- [What you are asked to do]:
Take every line from the entries below that includes the word "limit" and copy it.

(Records begins)

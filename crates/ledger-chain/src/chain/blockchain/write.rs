use super::BlockChain;
use crate::{
    chain::{
        error::{
            ChainError,
            ChainResult,
        },
        headerchain::{
            WriteStatus,
            coin_flip,
        },
    },
    constants::{
        IDEAL_BATCH_SIZE,
        MIB,
        PREIMAGE_FLUSH_THRESHOLD,
    },
    db::BatchTarget,
    metrics,
    state::StateDb,
    types::{
        BlockRef,
        Receipt,
    },
};
use alloy_primitives::{
    B256,
    U256,
};
use tracing::{
    debug,
    error,
    instrument,
};

impl BlockChain {
    /// Writes a block whose state is not available, e.g. a side block that
    /// is not heavy enough to be executed.
    pub fn write_block_without_state(&self, block: &BlockRef, td: U256) -> ChainResult {
        let mut batch = self.db.new_batch(BatchTarget::Chain);
        self.db.write_td(&mut batch, block.hash(), block.number(), td);
        self.db.write_block(&mut batch, block);
        self.db.write(&batch)?;
        Ok(())
    }

    /// Persists an executed block with its receipts and state, then decides
    /// whether it becomes the new head.
    pub fn write_block_with_state(
        &self,
        block: &BlockRef,
        receipts: &[Receipt],
        state: &mut StateDb,
    ) -> ChainResult<WriteStatus> {
        let _guard = self.chain_mu.lock();
        self.write_block_with_state_locked(block, receipts, state)
    }

    #[instrument(skip(self, block, receipts, state), fields(number = block.number()), level = "debug")]
    pub(super) fn write_block_with_state_locked(
        &self,
        block: &BlockRef,
        receipts: &[Receipt],
        state: &mut StateDb,
    ) -> ChainResult<WriteStatus> {
        let parent_number = block
            .number()
            .checked_sub(1)
            .ok_or(ChainError::MissingTd {
                number: 0,
                hash: block.parent_hash(),
            })?;
        let parent_td = self
            .get_td(block.parent_hash(), parent_number)
            .ok_or(ChainError::MissingTd {
                number: parent_number,
                hash: block.parent_hash(),
            })?;
        let current = self.current_block();
        let local_td = self
            .get_td(current.hash(), current.number())
            .ok_or(ChainError::MissingTd {
                number: current.number(),
                hash: current.hash(),
            })?;
        let extern_td = parent_td + block.block_score();

        let root = state.commit(true)?;
        if self.cache_config.parallel_db_write {
            self.write_parallel(block, receipts, extern_td, root)?;
        } else {
            let mut batch = self.db.new_batch(BatchTarget::Chain);
            self.db
                .write_td(&mut batch, block.hash(), block.number(), extern_td);
            self.db.write_block(&mut batch, block);
            self.db
                .write_receipts(&mut batch, block.hash(), block.number(), receipts);
            self.db.write(&batch)?;
            self.write_state_trie(block, root)?;
        }

        // Equal scores prefer the lower block, then a coin flip.
        let canonical = extern_td > local_td
            || (extern_td == local_td
                && (block.number() < current.number()
                    || (block.number() == current.number() && coin_flip())));
        let status = if canonical {
            if block.parent_hash() != current.hash() {
                self.reorg(current, block.clone())?;
            }
            let mut batch = self.db.new_batch(BatchTarget::Chain);
            self.db.write_tx_lookup_entries(&mut batch, block);
            self.db.write_preimages(&mut batch, state.preimages());
            self.db.write(&batch)?;
            WriteStatus::Canon
        } else {
            WriteStatus::Side
        };
        if status == WriteStatus::Canon {
            self.insert(block)?;
        }
        self.future_blocks.invalidate(&block.hash());
        Ok(status)
    }

    /// Runs the four independent writes of a block on the rayon pool and
    /// returns the first failure.
    fn write_parallel(
        &self,
        block: &BlockRef,
        receipts: &[Receipt],
        td: U256,
        root: B256,
    ) -> ChainResult {
        let (errors, failures) = flume::bounded::<ChainError>(1);
        let report = |result: ChainResult| {
            if let Err(err) = result {
                // Only the first error is kept.
                let _ = errors.try_send(err);
            }
        };
        rayon::scope(|scope| {
            scope.spawn(|_| {
                let mut batch = self.db.new_batch(BatchTarget::Chain);
                self.db.write_td(&mut batch, block.hash(), block.number(), td);
                report(self.db.write(&batch).map_err(Into::into));
            });
            scope.spawn(|_| {
                let mut batch = self.db.new_batch(BatchTarget::Chain);
                self.db.write_block(&mut batch, block);
                report(self.db.write(&batch).map_err(Into::into));
            });
            scope.spawn(|_| report(self.write_state_trie(block, root)));
            scope.spawn(|_| {
                let mut batch = self.db.new_batch(BatchTarget::Chain);
                self.db
                    .write_receipts(&mut batch, block.hash(), block.number(), receipts);
                report(self.db.write(&batch).map_err(Into::into));
            });
        });
        match failures.try_recv() {
            Ok(err) => Err(err),
            Err(_) => Ok(()),
        }
    }

    /// Applies the flush policy to the trie of a freshly committed state.
    ///
    /// Archive nodes write every root through. Otherwise the root is
    /// referenced in memory, the dirty cache is capped when it outgrows its
    /// budget, and the trie is committed on interval and engine-required
    /// blocks. The root is then queued for garbage collection.
    pub(super) fn write_state_trie(&self, block: &BlockRef, root: B256) -> ChainResult {
        let node_db = self.state_db.node_db();
        let number = block.number();
        if self.cache_config.archive_mode {
            node_db.commit(root, false, number)?;
            self.start_prepared_migration(number, root);
            return Ok(());
        }

        node_db.reference(root, B256::ZERO);
        let limit = self.cache_config.cache_size_mib * MIB;
        let (nodes, preimages) = node_db.size();
        metrics::set_trie_dirty_size(nodes);
        if nodes > limit || preimages > PREIMAGE_FLUSH_THRESHOLD {
            debug!(target: "ledger-chain::blockchain", number, nodes, preimages, "Capping dirty trie cache");
            node_db.cap(limit.saturating_sub(IDEAL_BATCH_SIZE))?;
        }

        let interval = self.cache_config.effective_block_interval();
        if number % interval == 0
            || self.engine.state_commit_required(number)
            || self.chain_config.is_staking_commit_block(number)
        {
            node_db.commit(root, true, number)?;
        }
        if let Some(gc) = self.gc.lock().as_ref() {
            gc.push(number, root);
        }
        self.start_prepared_migration(number, root);
        Ok(())
    }

    fn start_prepared_migration(&self, number: u64, root: B256) {
        if !self.migration.take_prepared() {
            return;
        }
        if let Err(err) = self.start_state_migration(number, root) {
            error!(target: "ledger-chain::blockchain", number, error = %err, "Failed to start prepared state migration");
        }
    }

    /// Makes `block` the head block. The caller holds the chain mutex and
    /// has written the block.
    pub(super) fn insert(&self, block: &BlockRef) -> ChainResult {
        let update_heads = self.hc.get_canonical_hash(block.number()) != Some(block.hash());

        let mut batch = self.db.new_batch(BatchTarget::Chain);
        self.db
            .write_canonical_hash(&mut batch, block.hash(), block.number());
        self.db.write_head_block_hash(&mut batch, block.hash());
        if update_heads {
            self.db.write_head_fast_block_hash(&mut batch, block.hash());
        }
        self.db.write(&batch)?;

        *self.current_block.write() = block.clone();
        metrics::set_head_block(block.number());
        if update_heads {
            self.hc.set_current_header(block.header().clone())?;
            metrics::set_head_header(block.number());
            *self.current_fast_block.write() = block.clone();
        }
        Ok(())
    }
}

#[cfg(test)]
mod tests {
    use super::BlockChain;
    use crate::{
        chain::{
            CacheConfig,
            Genesis,
        },
        test_utils::{
            ChainMaker,
            TestKey,
            funded_genesis,
            init_tracing,
            new_blockchain,
            transfer_tx,
        },
        types::BlockRef,
    };
    use alloy_primitives::{
        Address,
        U256,
    };

    fn blocks(len: usize) -> (Genesis, Vec<BlockRef>) {
        init_tracing();
        let key = TestKey::from_seed(1);
        let genesis = funded_genesis(&[&key], U256::from(1_000_000_000u64));
        let maker = ChainMaker::new(&genesis);
        let blocks = maker.generate(&maker.genesis(), len, |block| {
            let nonce = block.nonce(key.address());
            block.add_tx(transfer_tx(&key, nonce, Address::repeat_byte(0xee), 1));
        });
        (genesis, blocks)
    }

    fn on_disk(chain: &BlockChain, block: &BlockRef) -> bool {
        chain.db().read_trie_node(block.state_root()).unwrap().is_some()
    }

    #[test]
    fn archive_mode_writes_every_root_through() {
        let (genesis, blocks) = blocks(6);
        let chain = new_blockchain(&genesis, CacheConfig::default().with_archive_mode(true)).unwrap();
        chain.insert_chain(&blocks).unwrap();
        assert!(blocks.iter().all(|block| on_disk(&chain, block)));
        chain.stop();
    }

    #[test]
    fn non_archive_mode_commits_on_the_interval() {
        let (genesis, blocks) = blocks(6);
        let chain = new_blockchain(
            &genesis,
            CacheConfig::default()
                .with_block_interval(4)
                .with_parallel_db_write(false),
        )
        .unwrap();
        chain.insert_chain(&blocks).unwrap();

        assert!(on_disk(&chain, &blocks[3]));
        for block in [&blocks[2], &blocks[4], &blocks[5]] {
            assert!(!on_disk(&chain, block), "block {} flushed early", block.number());
            assert!(chain.has_state(block.state_root()));
        }
        chain.stop();
    }

    #[test]
    fn parallel_and_sequential_writes_store_the_same_block() {
        let (genesis, blocks) = blocks(2);
        for parallel in [true, false] {
            let chain = new_blockchain(
                &genesis,
                CacheConfig::default().with_parallel_db_write(parallel),
            )
            .unwrap();
            chain.insert_chain(&blocks).unwrap();
            for block in &blocks {
                let db = chain.db();
                assert!(db.read_block(block.hash(), block.number()).unwrap().is_some());
                assert_eq!(
                    db.read_receipts(block.hash(), block.number()).unwrap().map(|receipts| receipts.len()),
                    Some(1)
                );
                assert_eq!(
                    chain.get_td(block.hash(), block.number()),
                    Some(U256::from(block.number() + 1))
                );
                let tx = block.transactions()[0].hash();
                assert_eq!(chain.get_tx_and_lookup_info(tx).unwrap().1.block_hash, block.hash());
            }
            chain.stop();
        }
    }
}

(Records ends)

- [Task answer]:
        let limit = self.cache_config.cache_size_mib * MIB;
        if nodes > limit || preimages > PREIMAGE_FLUSH_THRESHOLD {
            node_db.cap(limit.saturating_sub(IDEAL_BATCH_SIZE))?;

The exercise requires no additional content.